══ EXTRACTED INFORMATION

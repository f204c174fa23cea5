//! Concurrent dual retrieval with graceful single-side degradation.

use doc_index::{LexicalSearch, ScoredCandidate, VectorSearch};
use tracing::{debug, warn};

use crate::error::AnswerError;

/// Runs vector and lexical retrieval concurrently.
///
/// The two calls have no ordering dependency; the fusion step is
/// insensitive to which one finished first. If one side fails the query
/// degrades to single-origin results (logged at `warn`); only both sides
/// failing is fatal.
///
/// # Errors
/// [`AnswerError::RetrievalUnavailable`] when neither side returned.
pub(crate) async fn gather(
    vector: &dyn VectorSearch,
    lexical: &dyn LexicalSearch,
    query: &str,
    top_k: usize,
) -> Result<(Vec<ScoredCandidate>, Vec<ScoredCandidate>), AnswerError> {
    let (v, l) = tokio::join!(vector.search(query, top_k), lexical.search(query, top_k));

    match (v, l) {
        (Ok(v), Ok(l)) => {
            debug!("retrieval: {} vector hits, {} lexical hits", v.len(), l.len());
            Ok((v, l))
        }
        (Ok(v), Err(e)) => {
            warn!("lexical retrieval failed, degrading to vector-only: {e}");
            Ok((v, Vec::new()))
        }
        (Err(e), Ok(l)) => {
            warn!("vector retrieval failed, degrading to lexical-only: {e}");
            Ok((Vec::new(), l))
        }
        (Err(ev), Err(el)) => Err(AnswerError::RetrievalUnavailable(format!(
            "vector: {ev}; lexical: {el}"
        ))),
    }
}

#[cfg(test)]
mod tests {
    use super::*;
    use doc_index::{IndexError, Origin};
    use std::future::Future;
    use std::pin::Pin;

    struct Fixed(Vec<ScoredCandidate>);
    struct Broken;

    fn hit(source: &str, origin: Origin) -> ScoredCandidate {
        ScoredCandidate {
            source_id: source.into(),
            page: 1,
            text: source.into(),
            score: 1.0,
            origin,
        }
    }

    impl VectorSearch for Fixed {
        fn search<'a>(
            &'a self,
            _query: &'a str,
            _top_k: usize,
        ) -> Pin<Box<dyn Future<Output = Result<Vec<ScoredCandidate>, IndexError>> + Send + 'a>>
        {
            let hits = self.0.clone();
            Box::pin(async move { Ok(hits) })
        }
    }

    impl LexicalSearch for Fixed {
        fn search<'a>(
            &'a self,
            _query: &'a str,
            _top_k: usize,
        ) -> Pin<Box<dyn Future<Output = Result<Vec<ScoredCandidate>, IndexError>> + Send + 'a>>
        {
            let hits = self.0.clone();
            Box::pin(async move { Ok(hits) })
        }
    }

    impl VectorSearch for Broken {
        fn search<'a>(
            &'a self,
            _query: &'a str,
            _top_k: usize,
        ) -> Pin<Box<dyn Future<Output = Result<Vec<ScoredCandidate>, IndexError>> + Send + 'a>>
        {
            Box::pin(async move { Err(IndexError::Parse("vector index down".into())) })
        }
    }

    impl LexicalSearch for Broken {
        fn search<'a>(
            &'a self,
            _query: &'a str,
            _top_k: usize,
        ) -> Pin<Box<dyn Future<Output = Result<Vec<ScoredCandidate>, IndexError>> + Send + 'a>>
        {
            Box::pin(async move { Err(IndexError::Parse("bm25 index down".into())) })
        }
    }

    #[tokio::test]
    async fn one_failed_side_degrades_to_the_other() {
        let lexical = Fixed(vec![hit("b.pdf", Origin::Lexical)]);
        let (v, l) = gather(&Broken, &lexical, "q", 4).await.unwrap();
        assert!(v.is_empty());
        assert_eq!(l.len(), 1);
    }

    #[tokio::test]
    async fn both_sides_failing_is_fatal() {
        let err = gather(&Broken, &Broken, "q", 4).await.unwrap_err();
        assert!(matches!(err, AnswerError::RetrievalUnavailable(_)));
    }
}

════

(GOAL OF THE EXERCISE): Each entry shown above is to be duplicated exactly.

(EXERCISE RESPONSE):
repository f204c174fa23cea5
//! Concurrent dual retrieval with graceful single-side degradation.

use doc_index::{LexicalSearch, ScoredCandidate, VectorSearch};
use tracing::{debug, warn};

use crate::error::AnswerError;

/// Runs vector and lexical retrieval concurrently.
///
/// The two calls have no ordering dependency; the fusion step is
/// insensitive to which one finished first. If one side fails the query
/// degrades to single-origin results (logged at `warn`); only both sides
/// failing is fatal.
///
/// # Errors
/// [`AnswerError::RetrievalUnavailable`] when neither side returned.
pub(crate) async fn gather(
    vector: &dyn VectorSearch,
    lexical: &dyn LexicalSearch,
    query: &str,
    top_k: usize,
) -> Result<(Vec<ScoredCandidate>, Vec<ScoredCandidate>), AnswerError> {
    let (v, l) = tokio::join!(vector.search(query, top_k), lexical.search(query, top_k));

    match (v, l) {
        (Ok(v), Ok(l)) => {
            debug!("retrieval: {} vector hits, {} lexical hits", v.len(), l.len());
            Ok((v, l))
        }
        (Ok(v), Err(e)) => {
            warn!("lexical retrieval failed, degrading to vector-only: {e}");
            Ok((v, Vec::new()))
        }
        (Err(e), Ok(l)) => {
            warn!("vector retrieval failed, degrading to lexical-only: {e}");
            Ok((Vec::new(), l))
        }
        (Err(ev), Err(el)) => Err(AnswerError::RetrievalUnavailable(format!(
            "vector: {ev}; lexical: {el}"
        ))),
    }
}

#[cfg(test)]
mod tests {
    use super::*;
    use doc_index::{IndexError, Origin};
    use std::future::Future;
    use std::pin::Pin;

    struct Fixed(Vec<ScoredCandidate>);
    struct Broken;

    fn hit(source: &str, origin: Origin) -> ScoredCandidate {
        ScoredCandidate {
            source_id: source.into(),
            page: 1,
            text: source.into(),
            score: 1.0,
            origin,
        }
    }

    impl VectorSearch for Fixed {
        fn search<'a>(
            &'a self,
            _query: &'a str,
            _top_k: usize,
        ) -> Pin<Box<dyn Future<Output = Result<Vec<ScoredCandidate>, IndexError>> + Send + 'a>>
        {
            let hits = self.0.clone();
            Box::pin(async move { Ok(hits) })
        }
    }

    impl LexicalSearch for Fixed {
        fn search<'a>(
            &'a self,
            _query: &'a str,
            _top_k: usize,
        ) -> Pin<Box<dyn Future<Output = Result<Vec<ScoredCandidate>, IndexError>> + Send + 'a>>
        {
            let hits = self.0.clone();
            Box::pin(async move { Ok(hits) })
        }
    }

    impl VectorSearch for Broken {
        fn search<'a>(
            &'a self,
            _query: &'a str,
            _top_k: usize,
        ) -> Pin<Box<dyn Future<Output = Result<Vec<ScoredCandidate>, IndexError>> + Send + 'a>>
        {
            Box::pin(async move { Err(IndexError::Parse("vector index down".into())) })
        }
    }

    impl LexicalSearch for Broken {
        fn search<'a>(
            &'a self,
            _query: &'a str,
            _top_k: usize,
        ) -> Pin<Box<dyn Future<Output = Result<Vec<ScoredCandidate>, IndexError>> + Send + 'a>>
        {
            Box::pin(async move { Err(IndexError::Parse("bm25 index down".into())) })
        }
    }

    #[tokio::test]
    async fn one_failed_side_degrades_to_the_other() {
        let lexical = Fixed(vec![hit("b.pdf", Origin::Lexical)]);
        let (v, l) = gather(&Broken, &lexical, "q", 4).await.unwrap();
        assert!(v.is_empty());
        assert_eq!(l.len(), 1);
    }

    #[tokio::test]
    async fn both_sides_failing_is_fatal() {
        let err = gather(&Broken, &Broken, "q", 4).await.unwrap_err();
        assert!(matches!(err, AnswerError::RetrievalUnavailable(_)));
    }
}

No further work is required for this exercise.